Valerie had roped Morgan into donating a half-dozen used construction trailers to the shanty town. They now served as a school house, town hall, and rec center/church/soup kitchen/whatever it needed to be.
Valerie was standing there with a small cluster of women from the Juniper Ladies Benevolent Society. The women came by every night with hot soup and grilled hot dogs and hamburgers for the families who couldn’t afford their own groceries. Morgan knew that Valerie joined them here on weekends, handing out food and mittens.
There was a folding table outside the rec center, stacked high with pine wreaths, and Valerie and the other women were nailing hooks up outside the buildings, getting ready to hang the wreaths.
Teddy was standing in the snow watching them. She’d walked over toward him, but he’d scowled ferociously enough to chase her off.
Teddy’s mother Liane was one of the people who’d come to town for the mineral springs. A former waitress at a diner, she was only forty, but suffering from early-onset Alzheimer’s, which ran in her family, Valerie had informed him. Teddy’s aunt had come with her to start using the springs as a preventative. She didn’t have any symptoms yet, but she was hoping to ward them off. She had eight kids of her own, all by different fathers, none of whom had stuck around. She worked as a maid at one of the hotels in Juniper.
How did Valerie learn all these people’s life histories? And why? She was always stumbling across some stray who needed help.
Morgan shook his head. He didn’t have time for that kind of nonsense. He had his pack to think of. His family.
The scent of pine needles drifted his way. A memory flashed through his mind, of him and his father marching out into the woods together to cut down a tree for Christmas. Every year that had been their tradition. Every year until…well. Until.
His father had been a good man. A compassionate man.
And look where that had gotten him. And Morgan’s mother.
Morgan’s phone beeped with a text message from one of his contractors, and he read it and quickly clicked out an answer. Valerie said that he lived for work. What, exactly, did Valerie live for? To needle and nag him, he assumed.
So what would she do to occupy her spare time when she left?
The thought made a sudden chill settle over him, and he shivered for the first time since he could remember. Shifters had a very high cold tolerance, even when in human form.
He tried to think of what life would be like after Valerie left. Quieter. Calmer. Dark and empty.
Well, that was the way it had to be. He had nothing to offer, emotionally. What he had to offer was money and prestige. There were plenty of women who’d be delighted to sign on for something like that. Easy-going, eager-to-please women who’d never argue with him.

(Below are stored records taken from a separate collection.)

#[async_trait]
impl OrderBackend for PgBackend {
    #[instrument(skip(self, order))]
    async fn insert_order(
        &self,
        order: &NewOrder,
        omit: &[OptionalColumn],
    ) -> Result<Order, RepositoryError> {
        let write_billing = !omit.contains(&OptionalColumn::BillingPostalCode);
        let write_language = !omit.contains(&OptionalColumn::Language);

        let mut qb = QueryBuilder::<Postgres>::new(
            "INSERT INTO orders (owner_id, customer_name, customer_email, customer_phone, \
             items, subtotal, tax, total, pickup_date, pickup_time, special_requests, status, \
             payment_type, payment_status, payment_reference",
        );
        if write_billing {
            qb.push(", billing_postal_code");
        }
        if write_language {
            qb.push(", language");
        }

        qb.push(") VALUES (");
        let mut values = qb.separated(", ");
        values.push_bind(order.owner_id.clone());
        values.push_bind(order.customer.name.clone());
        values.push_bind(email_text(&order.customer));
        values.push_bind(phone_text(&order.customer));
        values.push_bind(Json(order.items.clone()));
        values.push_bind(order.totals.subtotal());
        values.push_bind(order.totals.tax());
        values.push_bind(order.totals.total());
        values.push_bind(order.pickup_date);
        values.push_bind(order.pickup_time.clone());
        values.push_bind(order.special_requests.clone());
        values.push_bind(order.status.as_str());
        values.push_bind(order.payment_type.as_str());
        values.push_bind(order.payment_status.as_str());
        values.push_bind(order.payment_reference.clone());
        if write_billing {
            values.push_bind(order.billing_postal_code.clone());
        }
        if write_language {
            values.push_bind(order.language.as_str());
        }
        qb.push(") RETURNING ");
        qb.push(order_columns(omit));

        let row = qb
            .build_query_as::<OrderRow>()
            .fetch_one(&self.pool)
            .await
            .map_err(RepositoryError::from_sqlx)?;
        row.try_into()
    }

    #[instrument(skip(self, patch))]
    async fn update_order(
        &self,
        id: OrderId,
        patch: &OrderPatch,
        omit: &[OptionalColumn],
    ) -> Result<Order, RepositoryError> {
        let mut qb = QueryBuilder::<Postgres>::new("UPDATE orders SET updated_at = now()");

        if let Some(customer) = &patch.customer {
            qb.push(", customer_name = ").push_bind(customer.name.clone());
            qb.push(", customer_email = ").push_bind(email_text(customer));
            qb.push(", customer_phone = ").push_bind(phone_text(customer));
        }
        if !omit.contains(&OptionalColumn::BillingPostalCode)
            && let Some(code) = &patch.billing_postal_code
        {
            qb.push(", billing_postal_code = ").push_bind(code.clone());
        }
        if !omit.contains(&OptionalColumn::Language)
            && let Some(language) = patch.language
        {
            qb.push(", language = ").push_bind(language.as_str());
        }
        if let Some(items) = &patch.items {
            qb.push(", items = ").push_bind(Json(items.clone()));
        }
        if let Some(amounts) = patch.amounts {
            qb.push(", subtotal = ").push_bind(amounts.subtotal());
            qb.push(", tax = ").push_bind(amounts.tax());
            qb.push(", total = ").push_bind(amounts.total());
        }
        if let Some(date) = patch.pickup_date {
            qb.push(", pickup_date = ").push_bind(date);
        }
        if let Some(time) = &patch.pickup_time {
            qb.push(", pickup_time = ").push_bind(time.clone());
        }
        if let Some(text) = &patch.special_requests {
            qb.push(", special_requests = ").push_bind(text.clone());
        }
        if let Some(status) = patch.status {
            qb.push(", status = ").push_bind(status.as_str());
        }
        if let Some(payment_type) = patch.payment_type {
            qb.push(", payment_type = ").push_bind(payment_type.as_str());
        }
        if let Some(payment_status) = patch.payment_status {
            qb.push(", payment_status = ").push_bind(payment_status.as_str());
        }
        if let Some(reference) = &patch.payment_reference {
            qb.push(", payment_reference = ").push_bind(reference.clone());
        }

        qb.push(" WHERE id = ").push_bind(id);
        qb.push(" RETURNING ");
        qb.push(order_columns(omit));

        let row = qb
            .build_query_as::<OrderRow>()
            .fetch_optional(&self.pool)
            .await
            .map_err(RepositoryError::from_sqlx)?
            .ok_or(RepositoryError::NotFound)?;
        row.try_into()
    }

    #[instrument(skip(self))]
    async fn get_order(
        &self,
        id: OrderId,
        omit: &[OptionalColumn],
    ) -> Result<Option<Order>, RepositoryError> {
        let sql = format!("SELECT {} FROM orders WHERE id = $1", order_columns(omit));
        sqlx::query_as::<_, OrderRow>(&sql)
            .bind(id)
            .fetch_optional(&self.pool)
            .await
            .map_err(RepositoryError::from_sqlx)?
            .map(Order::try_from)
            .transpose()
    }

    #[instrument(skip(self, quote))]
    async fn insert_quote(&self, quote: &NewQuote) -> Result<Quote, RepositoryError> {
        let mut qb = QueryBuilder::<Postgres>::new(
            "INSERT INTO quotes (owner_id, customer_name, customer_email, customer_phone, \
             language, occasion, theme, budget, servings, description, photo_url, pickup_date, \
             pickup_time, status) VALUES (",
        );
        let servings = quote
            .servings
            .map(|s| {
                i32::try_from(s).map_err(|_| {
                    RepositoryError::DataCorruption(format!("servings {s} exceeds the column range"))
                })
            })
            .transpose()?;

        let mut values = qb.separated(", ");
        values.push_bind(quote.owner_id.clone());
        values.push_bind(quote.customer.name.clone());
        values.push_bind(email_text(&quote.customer));
        values.push_bind(phone_text(&quote.customer));
        values.push_bind(quote.language.as_str());
        values.push_bind(quote.occasion.clone());
        values.push_bind(quote.theme.clone());
        values.push_bind(quote.budget.clone());
        values.push_bind(servings);
        values.push_bind(quote.description.clone());
        values.push_bind(quote.photo_url.clone());
        values.push_bind(quote.pickup_date);
        values.push_bind(quote.pickup_time.clone());
        values.push_bind(QuoteStatus::Pending.as_str());
        qb.push(") RETURNING ");
        qb.push(QUOTE_COLUMNS);

        let row = qb
            .build_query_as::<QuoteRow>()
            .fetch_one(&self.pool)
            .await
            .map_err(RepositoryError::from_sqlx)?;
        row.try_into()
    }

    #[instrument(skip(self, patch))]
    async fn update_quote(&self, id: QuoteId, patch: &QuotePatch) -> Result<Quote, RepositoryError> {
        let mut qb = QueryBuilder::<Postgres>::new("UPDATE quotes SET status = ");
        qb.push_bind(patch.status.as_str());
        qb.push(", estimated_price = ").push_bind(patch.estimated_price);
        if let Some(notes) = &patch.admin_notes {
            qb.push(", admin_notes = ").push_bind(notes.clone());
        }
        if let Some(at) = patch.responded_at {
            qb.push(", responded_at = ").push_bind(at);
        }
        qb.push(" WHERE id = ").push_bind(id);
        qb.push(" AND status IN (");
        let mut statuses = qb.separated(", ");
        for status in patch.from {
            statuses.push_bind(status.as_str());
        }
        statuses.push_unseparated(")");
        qb.push(" RETURNING ");
        qb.push(QUOTE_COLUMNS);

        let row = qb
            .build_query_as::<QuoteRow>()
            .fetch_optional(&self.pool)
            .await
            .map_err(RepositoryError::from_sqlx)?;

        match row {
            Some(row) => row.try_into(),
            // Either gone or no longer in a status the patch may leave.
            None => match self.get_quote(id).await? {
                Some(current) => Err(RepositoryError::Conflict(format!(
                    "quote {id} is {}",
                    current.status
                ))),
                None => Err(RepositoryError::NotFound),
            },
        }
    }

    #[instrument(skip(self))]
    async fn get_quote(&self, id: QuoteId) -> Result<Option<Quote>, RepositoryError> {
        let sql = format!("SELECT {QUOTE_COLUMNS} FROM quotes WHERE id = $1");
        sqlx::query_as::<_, QuoteRow>(&sql)
            .bind(id)
            .fetch_optional(&self.pool)
            .await
            .map_err(RepositoryError::from_sqlx)?
            .map(Quote::try_from)
            .transpose()
    }

    async fn ping(&self) -> Result<(), RepositoryError> {
        sqlx::query("SELECT 1")
            .execute(&self.pool)
            .await
            .map_err(RepositoryError::from_sqlx)?;
        Ok(())
    }
}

As soon as he ended things with Valerie and found a suitable replacement, he’d be mated to one of the women on that list. Women who didn’t crowd into his thoughts in the middle of the night, women who didn’t make his heart beat faster when they walked into the room. Of course, they wouldn’t be soft and round and curvy like Valerie. They wouldn’t smell like her. They wouldn’t sound like her. They wouldn’t—
“Good heavens. Who taught her to decorate?” His mother’s voice yanked him out of his reverie. He started and looked around.
His mother and Arthur came strolling up, boots crunching in the hard-packed snow. Arthur shrugged and flashed him an apologetic look.
“Ms. Rosemont wanted to come join you, but she doesn’t like driving in the snow,” he said. “Sorry, should have called ahead.”
“Yes, you should have. What are you doing here?” he demanded of his mother.
She flashed him a poisonous smile. “You’ve got a new mate. I need to get to know her better.”
He scowled at her. Did his mother think he was stupid? “You will not insult Valerie again.”
“Who said anything about insulting?” She gave him a polite, wounded blink of her eyes. “I’m just…helping.”
Great. Helping.
He shoved his hands into his overcoat pockets and walked over with her as she approached Valerie.
“Goodness. Well, bless your heart, trying to decorate,” she said to Valerie in her sweetest voice. He chewed his lower lip but refrained from saying anything. Yet.
“Doing my best,” Valerie muttered without looking at her. She hung a wreath on a hook on the side of the rec center, and looked at it skeptically.
Morgan’s mother looked over the wreaths. She smiled at Valerie, showing lots of big white teeth. She nodded, “Yes, I can see that.”
Great.
Morgan loved his family, but he had to admit it. Nobody did passive-aggressive bitch like Nelda Rosemont.
Valerie stepped back from the window and looked Nelda up and down.
“You know, somebody as well-dressed and perfectly accessorized as you would be so much better at this. Here, you pick out where the wreaths go. No, no, I insist. Maria!” she called out to one of the Benevolent Society ladies. “This lovely shifter Nelda’s going to finish up the wreaths for us! Isn’t she great? You should tell her all about how you ended up joining the Benevolent Society! In fact, she’d love to hear your whole life story!” She thrust a wreath into Nelda’s hands, grabbed Morgan by the arm, and dragged him away.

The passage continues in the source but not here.